### Input material
--------------------

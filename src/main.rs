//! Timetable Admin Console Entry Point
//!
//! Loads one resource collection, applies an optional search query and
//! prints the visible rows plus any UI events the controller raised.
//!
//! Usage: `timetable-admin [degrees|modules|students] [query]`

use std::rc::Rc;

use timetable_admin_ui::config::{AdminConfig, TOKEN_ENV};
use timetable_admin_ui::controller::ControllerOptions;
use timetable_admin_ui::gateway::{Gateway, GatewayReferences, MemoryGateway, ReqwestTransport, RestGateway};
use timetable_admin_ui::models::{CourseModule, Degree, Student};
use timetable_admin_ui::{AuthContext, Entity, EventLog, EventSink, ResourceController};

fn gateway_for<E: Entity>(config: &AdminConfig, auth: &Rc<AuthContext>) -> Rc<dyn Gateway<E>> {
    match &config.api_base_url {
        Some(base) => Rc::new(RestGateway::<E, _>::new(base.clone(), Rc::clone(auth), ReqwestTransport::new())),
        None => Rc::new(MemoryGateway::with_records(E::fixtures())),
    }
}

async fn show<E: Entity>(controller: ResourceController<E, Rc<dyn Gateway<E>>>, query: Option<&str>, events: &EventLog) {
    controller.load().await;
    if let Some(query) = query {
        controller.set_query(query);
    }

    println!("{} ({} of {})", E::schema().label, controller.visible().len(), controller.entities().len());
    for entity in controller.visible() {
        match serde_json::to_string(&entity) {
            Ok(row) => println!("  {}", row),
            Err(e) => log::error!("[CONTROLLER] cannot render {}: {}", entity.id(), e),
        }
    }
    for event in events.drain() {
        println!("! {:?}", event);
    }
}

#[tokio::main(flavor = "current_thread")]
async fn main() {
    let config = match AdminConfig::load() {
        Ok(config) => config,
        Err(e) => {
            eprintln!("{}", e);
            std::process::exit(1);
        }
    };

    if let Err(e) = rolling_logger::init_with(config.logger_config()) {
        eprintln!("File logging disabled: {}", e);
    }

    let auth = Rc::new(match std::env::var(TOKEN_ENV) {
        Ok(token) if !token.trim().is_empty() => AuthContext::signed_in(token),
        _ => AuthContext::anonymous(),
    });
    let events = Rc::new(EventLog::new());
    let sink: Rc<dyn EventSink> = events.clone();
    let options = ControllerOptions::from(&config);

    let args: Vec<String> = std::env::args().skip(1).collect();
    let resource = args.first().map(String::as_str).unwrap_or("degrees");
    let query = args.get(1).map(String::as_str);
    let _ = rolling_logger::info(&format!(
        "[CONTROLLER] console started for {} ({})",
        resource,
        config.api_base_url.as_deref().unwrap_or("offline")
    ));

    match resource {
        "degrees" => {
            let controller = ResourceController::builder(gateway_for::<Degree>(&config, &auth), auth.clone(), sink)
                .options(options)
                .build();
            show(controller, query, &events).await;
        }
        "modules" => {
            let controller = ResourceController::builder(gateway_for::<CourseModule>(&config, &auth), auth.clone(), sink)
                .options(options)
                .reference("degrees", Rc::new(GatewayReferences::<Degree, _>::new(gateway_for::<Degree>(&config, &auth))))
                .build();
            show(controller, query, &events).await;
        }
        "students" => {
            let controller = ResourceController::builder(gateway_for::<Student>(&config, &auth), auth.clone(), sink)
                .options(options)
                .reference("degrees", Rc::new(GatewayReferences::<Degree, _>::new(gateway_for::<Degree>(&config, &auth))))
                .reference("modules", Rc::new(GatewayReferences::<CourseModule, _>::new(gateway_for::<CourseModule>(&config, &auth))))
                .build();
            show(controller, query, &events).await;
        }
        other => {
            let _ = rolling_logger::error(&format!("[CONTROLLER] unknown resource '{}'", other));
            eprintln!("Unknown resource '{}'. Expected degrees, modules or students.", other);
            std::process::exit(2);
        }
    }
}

--------------------

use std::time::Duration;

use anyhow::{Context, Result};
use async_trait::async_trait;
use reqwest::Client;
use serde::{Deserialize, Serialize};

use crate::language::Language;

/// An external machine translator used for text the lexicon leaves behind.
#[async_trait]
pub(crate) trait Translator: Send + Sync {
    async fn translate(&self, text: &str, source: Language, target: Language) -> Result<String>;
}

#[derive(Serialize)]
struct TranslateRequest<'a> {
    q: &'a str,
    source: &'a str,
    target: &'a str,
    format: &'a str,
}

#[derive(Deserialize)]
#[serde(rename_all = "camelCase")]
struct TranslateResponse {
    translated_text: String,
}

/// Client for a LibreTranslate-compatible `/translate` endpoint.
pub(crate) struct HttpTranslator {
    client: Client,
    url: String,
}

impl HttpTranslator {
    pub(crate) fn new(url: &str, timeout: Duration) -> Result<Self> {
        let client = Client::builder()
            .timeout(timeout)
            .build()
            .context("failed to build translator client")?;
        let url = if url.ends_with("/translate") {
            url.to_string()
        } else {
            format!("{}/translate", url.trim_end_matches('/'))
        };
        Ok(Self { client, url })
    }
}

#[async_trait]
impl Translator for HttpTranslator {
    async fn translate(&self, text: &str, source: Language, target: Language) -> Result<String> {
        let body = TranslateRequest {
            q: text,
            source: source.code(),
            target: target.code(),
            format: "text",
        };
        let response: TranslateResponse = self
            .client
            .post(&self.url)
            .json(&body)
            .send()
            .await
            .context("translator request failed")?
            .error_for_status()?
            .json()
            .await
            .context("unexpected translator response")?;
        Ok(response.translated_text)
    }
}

--------------------

### Exercise details
List the lines of the entries that include "CourseModule".

### Answer box
use timetable_admin_ui::models::{CourseModule, Degree, Student};
            let controller = ResourceController::builder(gateway_for::<CourseModule>(&config, &auth), auth.clone(), sink)
                .reference("modules", Rc::new(GatewayReferences::<CourseModule, _>::new(gateway_for::<CourseModule>(&config, &auth))))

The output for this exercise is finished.